* _THE TASK_
What is needed is a verbatim copy of all the records.
═══ INFORMATION PROVIDED ═══
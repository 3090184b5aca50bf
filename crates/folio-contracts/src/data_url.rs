use std::fmt;
use std::str::FromStr;

use base64::engine::general_purpose::STANDARD as BASE64;
use base64::Engine as _;
use serde::{Deserialize, Deserializer, Serialize, Serializer};

use crate::error::FolioError;

/// An inline image, `data:<mime>;base64,<payload>`.
///
/// This is both the storage form of every image in a story and the
/// `inlineData` part sent to the model.
#[derive(Debug, Clone, PartialEq, Eq)]
pub struct DataUrl {
    mime_type: String,
    data: String,
}

impl DataUrl {
    pub fn from_bytes(mime_type: impl Into<String>, bytes: &[u8]) -> Self {
        Self {
            mime_type: mime_type.into(),
            data: BASE64.encode(bytes),
        }
    }

    /// Wraps an already base64-encoded payload, checking that it decodes.
    pub fn from_base64(
        mime_type: impl Into<String>,
        data: impl Into<String>,
    ) -> Result<Self, FolioError> {
        let mime_type = mime_type.into();
        let data = data.into();
        if !mime_type.starts_with("image/") {
            return Err(FolioError::data_integrity(format!(
                "unsupported image mime type '{mime_type}'"
            )));
        }
        if data.is_empty() {
            return Err(FolioError::data_integrity("image payload is empty"));
        }
        BASE64
            .decode(data.as_bytes())
            .map_err(|err| FolioError::data_integrity(format!("invalid base64 payload: {err}")))?;
        Ok(Self { mime_type, data })
    }

    pub fn parse(raw: &str) -> Result<Self, FolioError> {
        let trimmed = raw.trim();
        let Some(rest) = trimmed.strip_prefix("data:") else {
            return Err(FolioError::data_integrity(
                "image is not a data URL (missing 'data:' prefix)",
            ));
        };
        let Some((header, payload)) = rest.split_once(',') else {
            return Err(FolioError::data_integrity(
                "data URL has no ',' separator",
            ));
        };
        let Some(mime_type) = header.strip_suffix(";base64") else {
            return Err(FolioError::data_integrity(
                "data URL is not base64 encoded",
            ));
        };
        Self::from_base64(mime_type, payload)
    }

    pub fn mime_type(&self) -> &str {
        &self.mime_type
    }

    pub fn base64(&self) -> &str {
        &self.data
    }

    pub fn decode(&self) -> Result<Vec<u8>, FolioError> {
        BASE64
            .decode(self.data.as_bytes())
            .map_err(|err| FolioError::data_integrity(format!("invalid base64 payload: {err}")))
    }

    /// File extension matching the mime type.
    pub fn extension(&self) -> &'static str {
        let lowered = self.mime_type.to_ascii_lowercase();
        if lowered.contains("jpeg") || lowered.contains("jpg") {
            return "jpg";
        }
        if lowered.contains("webp") {
            return "webp";
        }
        if lowered.contains("gif") {
            return "gif";
        }
        "png"
    }
}

impl fmt::Display for DataUrl {
    fn fmt(&self, f: &mut fmt::Formatter<'_>) -> fmt::Result {
        write!(f, "data:{};base64,{}", self.mime_type, self.data)
    }
}

impl FromStr for DataUrl {
    type Err = FolioError;

    fn from_str(raw: &str) -> Result<Self, Self::Err> {
        Self::parse(raw)
    }
}

impl Serialize for DataUrl {
    fn serialize<S: Serializer>(&self, serializer: S) -> Result<S::Ok, S::Error> {
        serializer.collect_str(self)
    }
}

impl<'de> Deserialize<'de> for DataUrl {
    fn deserialize<D: Deserializer<'de>>(deserializer: D) -> Result<Self, D::Error> {
        let raw = String::deserialize(deserializer)?;
        Self::parse(&raw).map_err(serde::de::Error::custom)
    }
}

/// Mime type for a file name, by extension.
pub fn mime_for_file_name(name: &str) -> Option<&'static str> {
    let ext = name.rsplit_once('.')?.1.to_ascii_lowercase();
    match ext.as_str() {
        "png" => Some("image/png"),
        "jpg" | "jpeg" => Some("image/jpeg"),
        "webp" => Some("image/webp"),
        "gif" => Some("image/gif"),
        _ => None,
    }
}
═══
* _YOUR SOLUTION_
repository 3090184b5aca50bf
filename crates/folio-contracts/src/data_url.rs
use std::fmt;
use std::str::FromStr;

use base64::engine::general_purpose::STANDARD as BASE64;
use base64::Engine as _;
use serde::{Deserialize, Deserializer, Serialize, Serializer};

use crate::error::FolioError;

/// An inline image, `data:<mime>;base64,<payload>`.
///
/// This is both the storage form of every image in a story and the
/// `inlineData` part sent to the model.
#[derive(Debug, Clone, PartialEq, Eq)]
pub struct DataUrl {
    mime_type: String,
    data: String,
}

impl DataUrl {
    pub fn from_bytes(mime_type: impl Into<String>, bytes: &[u8]) -> Self {
        Self {
            mime_type: mime_type.into(),
            data: BASE64.encode(bytes),
        }
    }

    /// Wraps an already base64-encoded payload, checking that it decodes.
    pub fn from_base64(
        mime_type: impl Into<String>,
        data: impl Into<String>,
    ) -> Result<Self, FolioError> {
        let mime_type = mime_type.into();
        let data = data.into();
        if !mime_type.starts_with("image/") {
            return Err(FolioError::data_integrity(format!(
                "unsupported image mime type '{mime_type}'"
            )));
        }
        if data.is_empty() {
            return Err(FolioError::data_integrity("image payload is empty"));
        }
        BASE64
            .decode(data.as_bytes())
            .map_err(|err| FolioError::data_integrity(format!("invalid base64 payload: {err}")))?;
        Ok(Self { mime_type, data })
    }

    pub fn parse(raw: &str) -> Result<Self, FolioError> {
        let trimmed = raw.trim();
        let Some(rest) = trimmed.strip_prefix("data:") else {
            return Err(FolioError::data_integrity(
                "image is not a data URL (missing 'data:' prefix)",
            ));
        };
        let Some((header, payload)) = rest.split_once(',') else {
            return Err(FolioError::data_integrity(
                "data URL has no ',' separator",
            ));
        };
        let Some(mime_type) = header.strip_suffix(";base64") else {
            return Err(FolioError::data_integrity(
                "data URL is not base64 encoded",
            ));
        };
        Self::from_base64(mime_type, payload)
    }

    pub fn mime_type(&self) -> &str {
        &self.mime_type
    }

    pub fn base64(&self) -> &str {
        &self.data
    }

    pub fn decode(&self) -> Result<Vec<u8>, FolioError> {
        BASE64
            .decode(self.data.as_bytes())
            .map_err(|err| FolioError::data_integrity(format!("invalid base64 payload: {err}")))
    }

    /// File extension matching the mime type.
    pub fn extension(&self) -> &'static str {
        let lowered = self.mime_type.to_ascii_lowercase();
        if lowered.contains("jpeg") || lowered.contains("jpg") {
            return "jpg";
        }
        if lowered.contains("webp") {
            return "webp";
        }
        if lowered.contains("gif") {
            return "gif";
        }
        "png"
    }
}

impl fmt::Display for DataUrl {
    fn fmt(&self, f: &mut fmt::Formatter<'_>) -> fmt::Result {
        write!(f, "data:{};base64,{}", self.mime_type, self.data)
    }
}

impl FromStr for DataUrl {
    type Err = FolioError;

    fn from_str(raw: &str) -> Result<Self, Self::Err> {
        Self::parse(raw)
    }
}

impl Serialize for DataUrl {
    fn serialize<S: Serializer>(&self, serializer: S) -> Result<S::Ok, S::Error> {
        serializer.collect_str(self)
    }
}

impl<'de> Deserialize<'de> for DataUrl {
    fn deserialize<D: Deserializer<'de>>(deserializer: D) -> Result<Self, D::Error> {
        let raw = String::deserialize(deserializer)?;
        Self::parse(&raw).map_err(serde::de::Error::custom)
    }
}

/// Mime type for a file name, by extension.
pub fn mime_for_file_name(name: &str) -> Option<&'static str> {
    let ext = name.rsplit_once('.')?.1.to_ascii_lowercase();
    match ext.as_str() {
        "png" => Some("image/png"),
        "jpg" | "jpeg" => Some("image/jpeg"),
        "webp" => Some("image/webp"),
        "gif" => Some("image/gif"),
        _ => None,
    }
}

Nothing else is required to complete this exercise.